At 8:32 a.m. on March 26, 2000, Seattle's Kingdome is imploded. The Kingdome stadium's 660-foot concrete dome is the world's largest. Thousands of spectators crowd Seattle's streets, hills, sidewalks, and waterfront to watch the dome's destruction. Onlookers view the implosion outside a "restricted zone" that extends several blocks around the stadium. The blast sets off a small earthquake measuring 2.3 on the Richter Scale. The Kingdome, originally called the King County Multipurpose Domed Stadium, opened on March 27, 1976.

The implosion took place in two phases. The Kingdome's ribs were grouped into six evenly spaced sections. Three sections collapsed in Phase I, and the remaining three fell many seconds later. Two wires circling the Dome set off six electrical charges, lowering the six sections in careful sequence. The implosion took 16.8 seconds.

The first set of explosions cracked the structural system: the ribs, the columns, and the tension ring circling the stadium. The building's rebar, reinforcing steel rods running through the Kingdome's many concrete elements, fell inward as concrete elements explosively fractured. The aptly named Controlled Demolition Inc. orchestrated the implosion, which was considered "beautiful" by demolition experts and which awed bystanders. The implosion proceeded as planned, three seconds more quickly than estimated, with minimal impact on the surrounding neighborhoods.

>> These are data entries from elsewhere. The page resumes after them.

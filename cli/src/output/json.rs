//! JSON output helpers.
//!
//! Provides the error-object formatter used by `--json` when a run fails and
//! the summary object printed when it succeeds.

use anyhow::{Context, Result};

use crate::application::services::enable_ci::EnableOutcome;
use crate::domain::error::classify;

/// Error code used for failures outside the workflow taxonomy.
pub const UNKNOWN_CODE: &str = "internal";

/// Format a JSON error object.
///
/// Output (pretty-printed):
/// ```json
/// {
///   "error": true,
///   "message": "...",
///   "code": "..."
/// }
/// ```
///
/// # Errors
///
/// Returns an error if JSON serialization fails.
pub fn format_error(message: &str, code: &str) -> Result<String> {
    let obj = serde_json::json!({
        "error": true,
        "message": message,
        "code": code,
    });
    serde_json::to_string_pretty(&obj).context("JSON serialization failed")
}

/// Format the summary of a successful run.
///
/// # Errors
///
/// Returns an error if JSON serialization fails.
pub fn format_outcome(outcome: &EnableOutcome) -> Result<String> {
    serde_json::to_string_pretty(outcome).context("JSON serialization failed")
}

/// Renders results as JSON on stdout.
pub struct JsonRenderer;

impl JsonRenderer {
    /// # Errors
    ///
    /// Returns an error if JSON serialization fails.
    pub fn render_outcome(&self, outcome: &EnableOutcome) -> Result<()> {
        println!("{}", format_outcome(outcome)?);
        Ok(())
    }

    /// # Errors
    ///
    /// Returns an error if JSON serialization fails.
    pub fn render_error(&self, err: &anyhow::Error) -> Result<()> {
        let code = classify(err).map_or(UNKNOWN_CODE, |e| e.code());
        println!("{}", format_error(&format!("{err:#}"), code)?);
        Ok(())
    }
}
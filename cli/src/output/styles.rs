//! Output styles using owo-colors stylesheet pattern

use owo_colors::Style;

/// Centralized stylesheet for CLI output colors.
#[derive(Default, Clone)]
pub struct Styles {
    /// Success messages (green)
    pub success: Style,
    /// Warning messages (yellow)
    pub warning: Style,
    /// Error messages (red)
    pub error: Style,
    /// Info messages and step arrows (cyan)
    pub info: Style,
    /// Dimmed/secondary text
    pub dim: Style,
    /// Headers/section titles
    pub header: Style,
    /// Resources this run created (bold green)
    pub created: Style,
    /// Resources this run found and reused (blue)
    pub reused: Style,
    /// URLs (underlined)
    pub url: Style,
}

impl Styles {
    /// Apply colors to the stylesheet.
    pub fn colorize(&mut self) {
        self.success = Style::new().green();
        self.warning = Style::new().yellow();
        self.error = Style::new().red();
        self.info = Style::new().cyan();
        self.dim = Style::new().dimmed();
        self.header = Style::new().bold().cyan();
        self.created = Style::new().bold().green();
        self.reused = Style::new().blue();
        self.url = Style::new().underline();
    }
}
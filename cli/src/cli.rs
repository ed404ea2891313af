//! CLI argument parsing with clap derive

use std::ffi::OsString;
use std::process::ExitCode;

use clap::error::ErrorKind;
use clap::{CommandFactory as _, Parser};

use crate::app::{AppContext, OutputFlags};
use crate::commands;
use crate::domain::EnableCiError;

/// Put a maven project on OpenShift under Jenkins CI
#[derive(Parser, Debug)]
#[command(name = "enable-ci", version)]
pub struct Cli {
    #[command(flatten)]
    pub enable: commands::EnableArgs,

    /// Output in JSON format
    #[arg(long)]
    pub json: bool,

    /// Suppress non-error output
    #[arg(short, long)]
    pub quiet: bool,

    /// Disable colored output (also set by `NO_COLOR`)
    #[arg(long)]
    pub no_color: bool,
}

impl Cli {
    /// Execute the CLI and render any failure.
    ///
    /// Returns `ExitCode::FAILURE` after the failure has been printed.
    pub async fn run(self) -> ExitCode {
        let Cli {
            enable,
            json,
            quiet,
            no_color,
        } = self;
        let app = AppContext::new(&OutputFlags {
            no_color,
            quiet,
            json,
        });

        let Err(e) = commands::enable::run(&app, &enable).await else {
            return ExitCode::SUCCESS;
        };
        tracing::debug!(error = ?e, "enable-ci failed");
        report(&app, &e)
    }

    /// Parse `args`, or render the parse failure as a validation error.
    ///
    /// `--help` and `--version` are printed by clap and exit.
    ///
    /// # Errors
    ///
    /// Returns the exit code to terminate with once the failure is printed.
    pub fn parse_or_report<I, T>(args: I) -> Result<Self, ExitCode>
    where
        I: IntoIterator<Item = T>,
        T: Into<OsString> + Clone,
    {
        let args: Vec<OsString> = args.into_iter().map(Into::into).collect();
        match Self::try_parse_from(&args) {
            Ok(cli) => Ok(cli),
            Err(err) if matches!(err.kind(), ErrorKind::DisplayHelp | ErrorKind::DisplayVersion) => {
                err.exit()
            }
            Err(err) => {
                let app = AppContext::new(&raw_output_flags(&args));
                let e: anyhow::Error = EnableCiError::Validation(parse_error_message(&err)).into();
                Err(report(&app, &e))
            }
        }
    }
}

fn report(app: &AppContext, e: &anyhow::Error) -> ExitCode {
    let usage = Cli::command().render_usage().to_string();
    if let Err(render_err) = app.renderer().render_error(e, Some(&usage)) {
        eprintln!("Error: {render_err}");
    }
    ExitCode::FAILURE
}

/// Output flags read straight from the argument list when parsing failed.
fn raw_output_flags(args: &[OsString]) -> OutputFlags {
    let has = |flags: &[&str]| args.iter().skip(1).any(|a| flags.iter().any(|f| a == f));
    OutputFlags {
        no_color: has(&["--no-color"]),
        quiet: has(&["-q", "--quiet"]),
        json: has(&["--json"]),
    }
}

/// clap's rendered error up to its first blank line, on one line and without
/// the `error: ` prefix.
fn parse_error_message(err: &clap::Error) -> String {
    let rendered = err.render().to_string();
    let message = rendered
        .lines()
        .take_while(|line| !line.trim().is_empty())
        .map(str::trim)
        .collect::<Vec<_>>()
        .join(" ");
    message
        .strip_prefix("error: ")
        .map_or_else(|| message.clone(), str::to_string)
}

Many onlookers gathered pieces of concrete rubble as souvenirs of the Kingdome and its climactic end.

Though impressive, the Kingdome's destruction disturbed many residents. The Kingdome was part of a 1966 capital improvements plan called "Forward Thrust," and was budgeted for $40 million. Siting debates slowed the stadium's construction, pushing costs higher as inflation and interest rates rose in the early 1970s. When the building was imploded, King County, Washington, still owed $206 million on it.


Sources:

Jeff Hodson, "Built to Last: Next Week a Thing of the Past," The Seattle Times, March 26, 2000, pp. A-1, A-16; Aliya Saperstein and Robert L. Jamieson, "Down and Dirty," Seattle Post-Intelligencer, March 27, 2000, pp. A-1, A-12; Vanessa Ho, "By Land and By Sea, Far-Flung Crowds Take in the View," Ibid., pp. A-1, A-13.